- GOAL OF THE EXERCISE -
Would you retype every line below without changing anything?

- PROVIDED DATA -
[Start of section]

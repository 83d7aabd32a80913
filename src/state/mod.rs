pub mod broadcast;
pub mod geometry;
pub mod gesture;
pub mod zoom;

pub use broadcast::{PaintScheduler, apply_to_targets, transform_value};
pub use gesture::{GestureController, GesturePhase, TapTracker};
pub use zoom::ZoomState;
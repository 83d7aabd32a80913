use yew::prelude::*;

#[derive(Properties, PartialEq, Clone)]
pub struct EmptyStateProps {
    pub on_pick: Callback<()>,
}

#[function_component(EmptyState)]
pub fn empty_state(props: &EmptyStateProps) -> Html {
    let pick = {
        let cb = props.on_pick.clone();
        Callback::from(move |_: MouseEvent| cb.emit(()))
    };
    html! {
        <div style="display:flex; flex-direction:column; align-items:center; justify-content:center; gap:14px; min-height:60vh; text-align:center;">
            <h2 style="margin:0;">{"Compare images across folders"}</h2>
            <p style="margin:0; max-width:420px; opacity:0.7; font-size:14px;">
                {"Pick two or more folders; files sharing a filename are lined up \
                  side by side. Scroll to zoom, drag to pan, double-click to reset."}
            </p>
            <button onclick={pick} style="padding:8px 18px;">{"Select Folders"}</button>
        </div>
    }
}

[End of section]

- EXERCISE RESPONSE -
repository 83d7aabd32a80913
filename src/state/mod.rs
pub mod broadcast;
pub mod geometry;
pub mod gesture;
pub mod zoom;

pub use broadcast::{PaintScheduler, apply_to_targets, transform_value};
pub use gesture::{GestureController, GesturePhase, TapTracker};
pub use zoom::ZoomState;
repository 83d7aabd32a80913
use yew::prelude::*;

#[derive(Properties, PartialEq, Clone)]
pub struct EmptyStateProps {
    pub on_pick: Callback<()>,
}

#[function_component(EmptyState)]
pub fn empty_state(props: &EmptyStateProps) -> Html {
    let pick = {
        let cb = props.on_pick.clone();
        Callback::from(move |_: MouseEvent| cb.emit(()))
    };
    html! {
        <div style="display:flex; flex-direction:column; align-items:center; justify-content:center; gap:14px; min-height:60vh; text-align:center;">
            <h2 style="margin:0;">{"Compare images across folders"}</h2>
            <p style="margin:0; max-width:420px; opacity:0.7; font-size:14px;">
                {"Pick two or more folders; files sharing a filename are lined up \
                  side by side. Scroll to zoom, drag to pan, double-click to reset."}
            </p>
            <button onclick={pick} style="padding:8px 18px;">{"Select Folders"}</button>
        </div>
    }
}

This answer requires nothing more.